The Edo State government on Tuesday disclosed it plans to hand over some government-owned public schools to missions and other private bodies that are interested in developing the institution.
Jimoh Ijegbai, the state commissioner for education, made this disclosure during the 60th Founder’s day anniversary of Our Lady of Fatima College (OLOFOBA), Auchi, in the Etsako West local government area of the state.
Mr Ijegbai, who represented the state governor, Godwin Obaseki, at the occasion, said it was part of a grand design to revamp the educational sector in Edo.
The state government in May 2004 began the return of schools to their owners, reversing the arbitrary take-over of schools from proprietors by government across the country in the mid-1970s.
It is not clear the number of mission schools that have already been returned to the owners, but PREMIUM TIMES learnt that several schools have been returned to the Baptist, Catholic,, and Anglican missions in the state.
The commissioner said though the guidelines for the plan were still being worked on, the process will commence upon the second term inauguration of the present administration.
Mr Ijegbai said, “What we are trying to achieve is to see that the government effectively concentrates on the leftover schools that are not doing well after others must have been taken over by interested persons or groups.
“Some public schools will be handed over to anybody or persons who will be capable of effectively managing them.”
Mr Ijegbai, who noted that the Mr Obaseki-led government has done a lot to revamp the sector, stressed that teaching in over 300 primary schools across the state was now technologically driven.
He said no fewer than 11,000 primary school teachers have been trained on the use of this technology to teach.
“Governor Obaseki’s administration is trying to reopen the educational system; he started with the basics because of the need to get it right from the foundation level.

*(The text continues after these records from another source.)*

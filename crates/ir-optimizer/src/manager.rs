//! Pass Managers

use crate::passes::Verifier;
use crate::{FunctionContext, FunctionPass, ModulePass, OptimizerError};
use codegen_ir::{Function, Module};
use std::fmt;
use tracing::{debug, warn};

/// Ordered sequence of function passes
#[derive(Default)]
pub struct FunctionPassManager {
    passes: Vec<Box<dyn FunctionPass>>,
    verify_each: bool,
}

impl FunctionPassManager {
    pub fn new() -> Self {
        Self::default()
    }

    /// Append a pass to the end of the sequence
    pub fn add(&mut self, pass: Box<dyn FunctionPass>) {
        self.passes.push(pass);
    }

    /// Verify the function after every pass that changed it
    pub fn set_verify_each(&mut self, verify_each: bool) {
        self.verify_each = verify_each;
    }

    /// Number of passes in the sequence
    pub fn len(&self) -> usize {
        self.passes.len()
    }

    pub fn is_empty(&self) -> bool {
        self.passes.is_empty()
    }

    /// Pass names in run order
    pub fn pass_names(&self) -> Vec<&'static str> {
        self.passes.iter().map(|p| p.name()).collect()
    }

    /// Initialize every pass in order
    ///
    /// When a pass fails, the passes initialized before it are finalized in
    /// reverse order before the error is returned.
    pub fn initialize(&mut self, module: &Module) -> Result<(), OptimizerError> {
        for index in 0..self.passes.len() {
            if let Err(e) = self.passes[index].initialize(module) {
                for pass in self.passes[..index].iter_mut().rev() {
                    if let Err(rollback) = pass.finalize() {
                        warn!("Finalizing pass {} after failed initialization: {}", pass.name(), rollback);
                    }
                }
                return Err(e);
            }
        }
        Ok(())
    }

    /// Run every pass over one function
    pub fn run(&mut self, function: &mut Function, context: &FunctionContext<'_>) -> Result<bool, OptimizerError> {
        let mut changed = false;
        for pass in &mut self.passes {
            let pass_changed = pass.run(function, context)?;
            debug!("Pass {} on {}: changed={}", pass.name(), function.name, pass_changed);
            if pass_changed && self.verify_each {
                Verifier::verify_function(function, context)?;
            }
            changed |= pass_changed;
        }
        Ok(changed)
    }

    /// Run every pass over every function of `module`
    pub fn run_on_module(&mut self, module: &mut Module) -> Result<bool, OptimizerError> {
        let names: Vec<String> = module.functions.iter().map(|f| f.name.clone()).collect();
        let context = FunctionContext {
            buffers: &module.buffers,
            functions: &names,
        };
        let mut changed = false;
        for function in module.functions.iter_mut() {
            changed |= self.run(function, &context)?;
        }
        Ok(changed)
    }

    /// Finalize every pass, reporting the first failure after all have run
    pub fn finalize(&mut self) -> Result<(), OptimizerError> {
        let mut result = Ok(());
        for pass in &mut self.passes {
            if let Err(e) = pass.finalize() {
                if result.is_ok() {
                    result = Err(e);
                }
            }
        }
        result
    }
}

impl fmt::Debug for FunctionPassManager {
    fn fmt(&self, f: &mut fmt::Formatter<'_>) -> fmt::Result {
        f.debug_struct("FunctionPassManager")
            .field("passes", &self.pass_names())
            .field("verify_each", &self.verify_each)
            .finish()
    }
}

/// Ordered sequence of module passes
#[derive(Default)]
pub struct ModulePassManager {
    passes: Vec<Box<dyn ModulePass>>,
    verify_each: bool,
}

impl ModulePassManager {
    pub fn new() -> Self {
        Self::default()
    }

    /// Append a pass to the end of the sequence
    pub fn add(&mut self, pass: Box<dyn ModulePass>) {
        self.passes.push(pass);
    }

    /// Verify the module after every pass that changed it
    pub fn set_verify_each(&mut self, verify_each: bool) {
        self.verify_each = verify_each;
    }

    /// Number of passes in the sequence
    pub fn len(&self) -> usize {
        self.passes.len()
    }

    pub fn is_empty(&self) -> bool {
        self.passes.is_empty()
    }

    /// Pass names in run order
    pub fn pass_names(&self) -> Vec<&'static str> {
        self.passes.iter().map(|p| p.name()).collect()
    }

    /// Run every pass over `module` in order
    pub fn run(&mut self, module: &mut Module) -> Result<bool, OptimizerError> {
        let mut changed = false;
        for pass in &mut self.passes {
            let before = module.instruction_count();
            let pass_changed = pass.run(module)?;
            debug!(
                "Pass {} on module {}: changed={} ({} -> {} instructions)",
                pass.name(),
                module.name,
                pass_changed,
                before,
                module.instruction_count()
            );
            if pass_changed && self.verify_each {
                Verifier::verify_module(module)?;
            }
            changed |= pass_changed;
        }
        Ok(changed)
    }
}

impl fmt::Debug for ModulePassManager {
    fn fmt(&self, f: &mut fmt::Formatter<'_>) -> fmt::Result {
        f.debug_struct("ModulePassManager")
            .field("passes", &self.pass_names())
            .field("verify_each", &self.verify_each)
            .finish()
    }
}

/// Runs a function pass sequence over every function as one module pass
///
/// The wrapped passes are initialized and finalized around each module run.
#[derive(Debug)]
pub struct FunctionPassAdaptor {
    passes: FunctionPassManager,
}

impl FunctionPassAdaptor {
    pub fn new(passes: FunctionPassManager) -> Self {
        Self { passes }
    }
}

impl ModulePass for FunctionPassAdaptor {
    fn name(&self) -> &'static str {
        "function-passes"
    }

    fn run(&mut self, module: &mut Module) -> Result<bool, OptimizerError> {
        self.passes.initialize(module)?;
        let changed = self.passes.run_on_module(module);
        let finalized = self.passes.finalize();
        let changed = changed?;
        finalized?;
        Ok(changed)
    }
}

“Having done with this, we will be upgrading next year by introducing the same technology in our secondary schools. We will be starting with JSS1 and then move to JSS2,” he said.
The commissioner, who commended members of the OLOFOBA on their 60th anniversary, challenged them to be part of the effort at developing the institution that contributed to shaping their lives.
In his speech, the president of the association, Pascal Ugbome, expressed the determination of the body to contribute to the development of the school.
Mr Ugbome bemoaned the infrastructural decay in the 60-year institution.
Ugbome said this has in no small means affected the teaching and learning process in schools.
He however said while the old students were trying their best to upgrade some of these facilities, he appealed to the government not to relent in its effort at revamping the school.
“As part of our plan to reposition the school, we have started constructing a perimeter fence across the school and also building lockup shops as part of revenue generation.”